Many poets, in the later years of the nineteenth century, have been remarkable for prosodic accomplishment; but, except in the outside department of experiment in quantitative and classical metres, they have rarely touched principle. Arthur E. O'Shaughnessy[127] and James Thomson the Second showed extraordinary proficiency, the first in the more rapid, the second in the statelier variation of metre. Canon Dixon, who was sometimes extremely happy in lyric,[128] wrote, in Mano, the one long English poem in terza rima, but without removing the objections which seem to hold, in our language, against the arrangement that is so magnificent in the Divina Commedia.
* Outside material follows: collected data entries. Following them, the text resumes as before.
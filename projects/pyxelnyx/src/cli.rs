use crate::config::{
    MaskType, ProcessingConfig, DEFAULT_BLUR_PASSES, DEFAULT_BLUR_SIZE, DEFAULT_CONFIDENCE,
    DEFAULT_DETECTION_MODEL, DEFAULT_MODEL, DEFAULT_SUFFIX,
};
use crate::pipeline::geometry::{StructuringElement, DEFAULT_EXPANSION_PX};
use crate::run_context::MediaFilter;
use crate::video::BackendKind;
use clap::Parser;
use std::path::PathBuf;

/// Detect people in images and videos and replace them with a blur or a
/// black fill.
#[derive(Parser, Debug)]
#[command(author, version, about, long_about = None)]
pub struct Args {
    /// Image, video, or directory of media files
    pub input: PathBuf,

    /// Which media to pick up when INPUT is a directory
    #[arg(long, value_enum, default_value_t = MediaFilter::Both, env = "PYXELNYX_MEDIA_TYPE")]
    pub media_type: MediaFilter,

    /// How detected people are replaced
    #[arg(long, value_enum, default_value_t = MaskType::Blur, env = "PYXELNYX_MASK_TYPE")]
    pub mask_type: MaskType,

    /// Gaussian kernel size (1-301, even values are rounded up)
    #[arg(long, default_value_t = DEFAULT_BLUR_SIZE, env = "PYXELNYX_BLUR")]
    pub blur: u32,

    /// Number of blur passes (1-10)
    #[arg(long, default_value_t = DEFAULT_BLUR_PASSES, env = "PYXELNYX_PASSES")]
    pub passes: u32,

    /// Minimum detection confidence (0.0-1.0)
    #[arg(long, default_value_t = DEFAULT_CONFIDENCE, env = "PYXELNYX_CONFIDENCE")]
    pub confidence: f32,

    /// ONNX model used to find people
    #[arg(long, default_value = DEFAULT_MODEL, env = "PYXELNYX_MODEL")]
    pub model: PathBuf,

    /// Ignore segmentation masks and redact whole boxes
    #[arg(long)]
    pub no_segmentation: bool,

    /// Pixels added around every detection (0-200)
    #[arg(long, default_value_t = DEFAULT_EXPANSION_PX, env = "PYXELNYX_EXPANSION")]
    pub expansion: u32,

    /// Shape used to grow segmentation masks
    #[arg(long, value_enum, default_value_t = StructuringElement::Disk, env = "PYXELNYX_DILATION_SHAPE")]
    pub dilation_shape: StructuringElement,

    /// Appended to the file stem of every output
    #[arg(long, default_value = DEFAULT_SUFFIX, env = "PYXELNYX_SUFFIX", allow_hyphen_values = true)]
    pub suffix: String,

    /// Drop the audio track from video outputs
    #[arg(long)]
    pub no_audio: bool,

    /// Process every Nth video frame (1-15)
    #[arg(long, default_value_t = 1, env = "PYXELNYX_FRAME_INTERVAL")]
    pub frame_interval: u32,

    /// Record other objects to <stem>-detections.json
    #[arg(long)]
    pub object_detection: bool,

    /// ONNX model used with --object-detection
    #[arg(long, default_value = DEFAULT_DETECTION_MODEL, env = "PYXELNYX_DETECTION_MODEL")]
    pub detection_model: PathBuf,

    /// Video decoding/encoding backend
    #[arg(long, value_enum, default_value_t = BackendKind::Ffmpeg, env = "PYXELNYX_VIDEO_BACKEND")]
    pub video_backend: BackendKind,

    /// Disable the progress bar
    #[arg(long)]
    pub no_progress: bool,
}

impl Args {
    pub fn parse_args() -> Self {
        Self::parse()
    }

    pub fn to_config(&self) -> ProcessingConfig {
        ProcessingConfig {
            media_filter: self.media_type,
            mask_type: self.mask_type,
            blur_size: self.blur,
            blur_passes: self.passes,
            confidence: self.confidence,
            model: self.model.clone(),
            use_segmentation: !self.no_segmentation,
            expansion_px: self.expansion,
            dilation: self.dilation_shape,
            suffix: self.suffix.clone(),
            keep_audio: !self.no_audio,
            frame_interval: self.frame_interval,
            object_detection: self.object_detection,
            detection_model: self.detection_model.clone(),
            video_backend: self.video_backend,
            show_progress: !self.no_progress,
        }
    }
}
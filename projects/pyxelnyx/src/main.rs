mod cli;
mod config;
mod error;
mod pipeline;
mod run_artifacts;
mod run_context;
mod video;

use anyhow::Result;
use cli::Args;
use config::ProcessingConfig;
use pipeline::detection::Detector;
use pipeline::image::StandardImageIo;
use pipeline::orchestrator::{Collaborators, Detectors, Processor};
use pipeline::yolo::YoloDetector;
use tracing_subscriber::EnvFilter;
use video::audio::FfmpegAudioCodec;
use video::progress::{IndicatifProgress, NoopProgress, ProgressObserver};

fn load_detectors(config: &ProcessingConfig) -> Result<Detectors> {
    let primary = YoloDetector::new(&config.model)?;
    let secondary = if config.object_detection {
        Some(Box::new(YoloDetector::new(&config.detection_model)?) as Box<dyn Detector>)
    } else {
        None
    };
    Ok(Detectors {
        primary: Box::new(primary),
        secondary,
    })
}

fn run(args: &Args) -> Result<i32> {
    let config = args.to_config();
    if let Err(e) = config.validate() {
        tracing::error!("{}", e);
        return Ok(1);
    }

    tracing::info!(
        "Mask: {:?}, confidence {:.2}, expansion {}px, segmentation {}",
        config.mask_type,
        config.confidence,
        config.expansion_px,
        if config.use_segmentation { "on" } else { "off" }
    );
    if config.keep_audio && !config.retains_audio() {
        tracing::warn!(
            "Audio will be dropped from videos: frame interval {} changes the timeline",
            config.frame_interval
        );
    }

    let progress: Box<dyn ProgressObserver> = if config.show_progress {
        Box::new(IndicatifProgress::new())
    } else {
        Box::new(NoopProgress)
    };
    let collaborators = Collaborators {
        image_io: Box::new(StandardImageIo),
        video_backend: video::backend_for(config.video_backend),
        audio_codec: Box::new(FfmpegAudioCodec),
        progress,
    };

    let mut processor = Processor::new(config, collaborators, load_detectors)?;
    let summary = processor.process_path(&args.input)?;

    println!(
        "Processed {}/{} file(s) successfully",
        summary.successful, summary.total
    );
    for (path, reason) in &summary.failures {
        println!("  failed: {} ({})", path.display(), reason);
    }
    Ok(summary.exit_code())
}

fn main() -> Result<()> {
    // Load environment variables from .env if present
    dotenvy::dotenv().ok();

    tracing_subscriber::fmt()
        .with_env_filter(
            EnvFilter::try_from_default_env().unwrap_or_else(|_| EnvFilter::new("info")),
        )
        .init();

    let args = Args::parse_args();

    let code = run(&args)?;
    if code != 0 {
        std::process::exit(code);
    }
    Ok(())
}
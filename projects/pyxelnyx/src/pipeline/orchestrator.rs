// Batch orchestrator: runs every input file through the image or video
// pipeline with one set of loaded models.
//
// Files are processed strictly one after another. A failure on one file is
// logged and recorded, and the batch moves on.

use crate::config::ProcessingConfig;
use crate::pipeline::aggregator::DetectionAggregator;
use crate::pipeline::detection::Detector;
use crate::pipeline::frame_worker::FrameWorker;
use crate::pipeline::image::{process_image, ImageIo, ImageOutcome};
use crate::pipeline::types::Frame;
use crate::run_context::{collect_inputs, detections_path_for, media_kind, output_path_for, MediaKind};
use crate::video::audio::AudioCodec;
use crate::video::processor::{AudioOutcome, FramePosition, VideoJob, VideoPipeline};
use crate::video::progress::ProgressObserver;
use crate::video::VideoBackend;
use anyhow::{anyhow, Context, Result};
use std::path::{Path, PathBuf};

/// Detectors built after the configuration has been validated.
pub struct Detectors {
    pub primary: Box<dyn Detector>,
    pub secondary: Option<Box<dyn Detector>>,
}

/// Media adapters the processor drives.
pub struct Collaborators {
    pub image_io: Box<dyn ImageIo>,
    pub video_backend: Box<dyn VideoBackend>,
    pub audio_codec: Box<dyn AudioCodec>,
    pub progress: Box<dyn ProgressObserver>,
}

/// A file finished, but not exactly as requested.
#[derive(Debug, Clone, PartialEq)]
pub enum Degradation {
    FormatSubstituted { requested: PathBuf, written: PathBuf },
    AudioDropped(AudioOutcome),
    FramesPassedThrough(u64),
}

#[derive(Debug, Clone, PartialEq)]
pub enum FileOutcome {
    Redacted {
        output: PathBuf,
        detections_file: Option<PathBuf>,
        degradations: Vec<Degradation>,
    },
    /// No person in a still image; nothing was written.
    NoDetections { detections_file: Option<PathBuf> },
}

impl FileOutcome {
    pub fn is_success(&self) -> bool {
        matches!(self, FileOutcome::Redacted { .. })
    }
}

#[derive(Debug, Default)]
pub struct BatchSummary {
    pub successful: usize,
    pub total: usize,
    pub failures: Vec<(PathBuf, String)>,
}

impl BatchSummary {
    /// Non-zero when a non-empty batch produced nothing.
    pub fn exit_code(&self) -> i32 {
        if self.total > 0 && self.successful == 0 {
            1
        } else {
            0
        }
    }
}

pub struct Processor {
    config: ProcessingConfig,
    worker: FrameWorker,
    aggregator: DetectionAggregator,
    collaborators: Collaborators,
}

impl Processor {
    /// Validates `config`, then loads the detectors.
    pub fn new<L>(config: ProcessingConfig, collaborators: Collaborators, load: L) -> Result<Self>
    where
        L: FnOnce(&ProcessingConfig) -> Result<Detectors>,
    {
        config.validate()?;
        let detectors = load(&config).context("Failed to load detection models")?;
        let worker = FrameWorker::new(
            config.redaction_settings(),
            detectors.primary,
            detectors.secondary,
        );
        if worker.has_secondary() {
            tracing::info!("Object detection enabled, writing *-detections.json side files");
        }
        Ok(Self {
            config,
            worker,
            aggregator: DetectionAggregator::new(),
            collaborators,
        })
    }

    /// Processes a single file or every matching file in a directory.
    pub fn process_path(&mut self, input: &Path) -> Result<BatchSummary> {
        let files = collect_inputs(input, self.config.media_filter)?;
        let mut summary = BatchSummary {
            total: files.len(),
            ..Default::default()
        };

        if files.is_empty() {
            tracing::warn!("No supported media files found in {}", input.display());
            return Ok(summary);
        }
        tracing::info!("Found {} file(s) to process", files.len());

        for (i, file) in files.iter().enumerate() {
            tracing::info!("Processing [{}/{}]: {}", i + 1, files.len(), file.display());
            match self.process_file(file) {
                Ok(outcome) if outcome.is_success() => summary.successful += 1,
                Ok(_) => {}
                Err(e) => {
                    tracing::error!("Failed to process {}: {:#}", file.display(), e);
                    summary.failures.push((file.clone(), format!("{:#}", e)));
                }
            }
        }

        Ok(summary)
    }

    /// Runs one file through the matching pipeline.
    pub fn process_file(&mut self, input: &Path) -> Result<FileOutcome> {
        self.aggregator.reset();

        let kind = media_kind(input)
            .ok_or_else(|| anyhow!("Unsupported file format: {}", input.display()))?;
        let output = output_path_for(input, &self.config.suffix);

        let outcome = match kind {
            MediaKind::Image => self.process_image_file(input, &output)?,
            MediaKind::Video => self.process_video_file(input, &output)?,
        };

        for degradation in outcome_degradations(&outcome) {
            tracing::warn!("{}: {:?}", input.display(), degradation);
        }
        Ok(outcome)
    }

    fn process_image_file(&mut self, input: &Path, output: &Path) -> Result<FileOutcome> {
        let outcome = process_image(
            self.collaborators.image_io.as_ref(),
            &mut self.worker,
            &mut self.aggregator,
            input,
            output,
        )?;

        Ok(match outcome {
            ImageOutcome::Redacted {
                output: written,
                substituted_from,
                ..
            } => {
                let detections_file = self.write_detections(input, &written)?;
                let degradations = substituted_from
                    .map(|requested| Degradation::FormatSubstituted {
                        requested,
                        written: written.clone(),
                    })
                    .into_iter()
                    .collect();
                FileOutcome::Redacted {
                    output: written,
                    detections_file,
                    degradations,
                }
            }
            ImageOutcome::NoDetections => FileOutcome::NoDetections {
                detections_file: self.write_detections(input, output)?,
            },
        })
    }

    fn process_video_file(&mut self, input: &Path, output: &Path) -> Result<FileOutcome> {
        let job = VideoJob {
            source: input,
            destination: output,
            frame_interval: self.config.frame_interval,
            keep_audio: self.config.keep_audio,
        };
        let pipeline = VideoPipeline::new(
            self.collaborators.video_backend.as_ref(),
            self.collaborators.audio_codec.as_ref(),
            self.collaborators.progress.as_ref(),
        );

        let worker = &mut self.worker;
        let aggregator = &mut self.aggregator;
        let mut on_frame = |frame: &Frame, pos: FramePosition| -> Result<Frame> {
            let redaction = worker.process(frame)?;
            if !redaction.background.is_empty() {
                let timestamp = pos.timestamp();
                let tagged: Vec<_> = redaction
                    .background
                    .into_iter()
                    .map(|d| d.at_frame(pos.index, timestamp.clone()))
                    .collect();
                aggregator.append(&tagged);
            }
            Ok(redaction.frame)
        };
        let report = pipeline.run(&job, &mut on_frame)?;

        tracing::info!(
            "Video: finished {} in {:.1}s ({} frames)",
            output.display(),
            report.duration.as_secs_f64(),
            report.frames_written
        );

        let mut degradations = Vec::new();
        if report.frames_passed_through > 0 {
            degradations.push(Degradation::FramesPassedThrough(report.frames_passed_through));
        }
        if matches!(
            report.audio,
            AudioOutcome::MergeFailed | AudioOutcome::EncoderUnavailable
        ) {
            degradations.push(Degradation::AudioDropped(report.audio));
        }

        Ok(FileOutcome::Redacted {
            output: output.to_path_buf(),
            detections_file: self.write_detections(input, output)?,
            degradations,
        })
    }

    /// Writes the side file when anything was collected for this input.
    fn write_detections(&self, input: &Path, output: &Path) -> Result<Option<PathBuf>> {
        if self.aggregator.is_empty() {
            return Ok(None);
        }
        let path = detections_path_for(output);
        let source_name = input
            .file_name()
            .map(|s| s.to_string_lossy().into_owned())
            .unwrap_or_default();
        self.aggregator.serialize(&path, &source_name)?;
        Ok(Some(path))
    }
}

fn outcome_degradations(outcome: &FileOutcome) -> &[Degradation] {
    match outcome {
        FileOutcome::Redacted { degradations, .. } => degradations,
        FileOutcome::NoDetections { .. } => &[],
    }
}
In the late 'seventies a fancy came in, and remained for some time, of reviving the artificial French (and to some extent English) metres of the fifteenth and earlier centuries—ballades, rondeaux, triolets, etc. Mr. George Meredith, when he employed verse and not prose, used a considerable number of odd measures unusually rhythmed, as well as others perfectly adjusted to the demands of the ear. Mr. Henley and others carried on the rhymeless revival from Mr. Arnold, and yet others, such as the late Mr. John Davidson, while using rhyme reviled it. A few attempts have recently been made at "stress-metres"—rebellious to any uniform system of scansion, even with full liberty of substitution, and, in fact, irregularly rhythmed prose. But nothing really good and unquestionably poetic has been produced which will not obey the principles set forth in this treatise, and everything really good has furnished fresh illustrations of them.[129]